Я отказался и стал превозмогать. Руки от холода потеряли чувствительность сразу, но делу это не помешало. Странно: в городе я терпеть не мог хозяйственные дела, а сейчас с удовольствием наблюдал, как растет горка вымытой посуды.
— Для всех боль, — продолжала баба Лиза. — Для солдат, для тех, кто в тылу. Как воевать, когда мать твоя под немцами, жива ли, не жива. Когда дом с детьми разбомбили. Когда жену в Германию угнали. Когда твоих родных заживо сожгли. А ты жив только потому, что в другом месте оказался. Молодежь об этом не думает… — Она вздохнула. — Им все бы подвиги совершать. Вон, в кино как все у них просто, одним махом целые дивизии кладут. А ты попробуй трое суток не поспи да зимой окопы порой…

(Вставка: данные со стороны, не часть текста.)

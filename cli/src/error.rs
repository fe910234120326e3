//! Error types and result aliases for hubstats.
//!
//! This module provides a single error enum covering:
//! - The OAuth 2.0 failure taxonomy (transport, parse, protocol, schema,
//!   timeout and local listener failures)
//! - GitHub API failures
//! - Configuration and local storage failures
//!
//! Every OAuth failure is terminal for the current attempt. The only
//! automatic retry is the device-flow poll loop, which never surfaces
//! `authorization_pending` as an error.

use thiserror::Error;

/// Main error type for hubstats operations.
///
/// Each variant includes a user-friendly message. Use
/// [`requires_reauth`](Self::requires_reauth) and
/// [`is_retriable`](Self::is_retriable) to decide how to react.
#[derive(Error, Debug)]
pub enum HubError {
    /// No refresh token is available to mint access tokens.
    #[error("Not authenticated. Run 'hubstats auth login' to authenticate.")]
    NotAuthenticated,

    /// The OAuth server could not be reached or the request failed in flight.
    #[error("Request to the OAuth server failed: {0}. Check your network connection.")]
    Transport(String),

    /// The OAuth server returned a body that is not JSON.
    #[error("Failed to parse response from the OAuth server: {0}")]
    Parse(String),

    /// The OAuth server returned a structured error other than `authorization_pending`.
    #[error("OAuth server returned error '{error}'{}", .description.as_deref().map(|d| format!(" - {d}")).unwrap_or_default())]
    Protocol {
        /// The `error` field of the response.
        error: String,
        /// The `error_description` field, if present.
        description: Option<String>,
    },

    /// A required response field is missing or malformed.
    #[error("Unexpected response from the OAuth server: {0}")]
    Schema(String),

    /// The server issued a token that is not a bearer token.
    #[error("Expected token type 'Bearer', received '{0}'")]
    UnsupportedTokenType(String),

    /// The user did not complete authorization in time.
    #[error("{0}. Run 'hubstats auth login' again to restart authorization.")]
    Timeout(String),

    /// The local redirect listener could not be started or used.
    #[error("Local redirect listener failed: {0}")]
    LocalListener(String),

    /// The authorization attempt was cancelled by the caller.
    #[error("Authorization was cancelled.")]
    Cancelled,

    /// API returned a non-success status code.
    #[error("API request failed ({status}): {message}")]
    ApiError {
        /// HTTP status code.
        status: u16,
        /// Error message from the API.
        message: String,
    },

    /// API returned 401 Unauthorized.
    #[error("GitHub returned unauthorized (401). Run 'hubstats auth login' to re-authenticate.")]
    Unauthorized,

    /// API server is unreachable.
    #[error("GitHub API is unavailable. Check your network connection or try again later.")]
    ApiUnavailable,

    /// Network error during an API request.
    #[error("Network error: {0}. Check your internet connection.")]
    Network(String),

    /// Stored credentials are malformed or corrupted.
    #[error("Invalid stored credentials. Try 'hubstats auth logout' then 'hubstats auth login'.")]
    InvalidCredentials,

    /// General configuration error.
    #[error("Configuration error: {0}")]
    Config(String),

    /// Failed to read configuration file.
    #[error("Failed to read configuration file: {0}. Check file permissions and format.")]
    ConfigRead(String),

    /// IO operation failed.
    #[error("IO error: {0}")]
    Io(#[from] std::io::Error),

    /// JSON or TOML serialization/deserialization failed.
    #[error("Data serialization error: {0}. This may indicate corrupted data.")]
    Serialization(String),

    /// URL parsing failed.
    #[error("Invalid URL: {0}")]
    InvalidUrl(#[from] url::ParseError),
}

impl HubError {
    /// Builds a [`HubError::Protocol`] from raw response fields.
    pub fn protocol(error: impl Into<String>, description: Option<String>) -> Self {
        Self::Protocol {
            error: error.into(),
            description,
        }
    }

    /// Checks if this error can be resolved by re-running interactive authorization.
    #[must_use]
    pub const fn requires_reauth(&self) -> bool {
        matches!(
            self,
            Self::NotAuthenticated
                | Self::Unauthorized
                | Self::InvalidCredentials
                | Self::Protocol { .. }
                | Self::Timeout(_)
        )
    }

    /// Checks if this error is transient and a later attempt might succeed.
    ///
    /// Nothing in the OAuth client retries on its own; this only informs
    /// the caller.
    #[must_use]
    pub const fn is_retriable(&self) -> bool {
        matches!(
            self,
            Self::Transport(_) | Self::Network(_) | Self::ApiUnavailable
        )
    }
}

/// Result type alias using [`HubError`].
pub type Result<T> = std::result::Result<T, HubError>;

impl From<serde_json::Error> for HubError {
    fn from(err: serde_json::Error) -> Self {
        Self::Serialization(format!("JSON error: {err}"))
    }
}

impl From<toml::de::Error> for HubError {
    fn from(err: toml::de::Error) -> Self {
        Self::ConfigRead(format!("TOML parse error: {err}"))
    }
}

impl From<reqwest::Error> for HubError {
    fn from(err: reqwest::Error) -> Self {
        if err.is_connect() {
            Self::ApiUnavailable
        } else {
            Self::Network(err.to_string())
        }
    }
}

impl From<reqwest_middleware::Error> for HubError {
    fn from(err: reqwest_middleware::Error) -> Self {
        match err {
            reqwest_middleware::Error::Reqwest(e) => e.into(),
            // Token failures raised by the auth middleware keep their type.
            reqwest_middleware::Error::Middleware(e) => match e.downcast::<Self>() {
                Ok(hub) => hub,
                Err(other) => Self::Network(other.to_string()),
            },
        }
    }
}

Я закончил с тарелками, вытер последнюю и сунул окоченевшие руки в карманы. С бабой Лизой я был согласен и в том, что смог бы рыть зимой окопы, сомневался.
— Иди в горницу, я сейчас чай принесу. И расскажу тебе кое-что. Про войну.
Я послушался. Горячий чай был бы кстати, да и руки я, оказавшись один, спешно вытащил из карманов и быстро растер. Немного отпустило, я уже начал чувствовать пальцы. Вернулась баба Лиза, и я вцепился в чашку чая, не потому, что хотел пить, а потому, что она обжигала. И это было хорошо.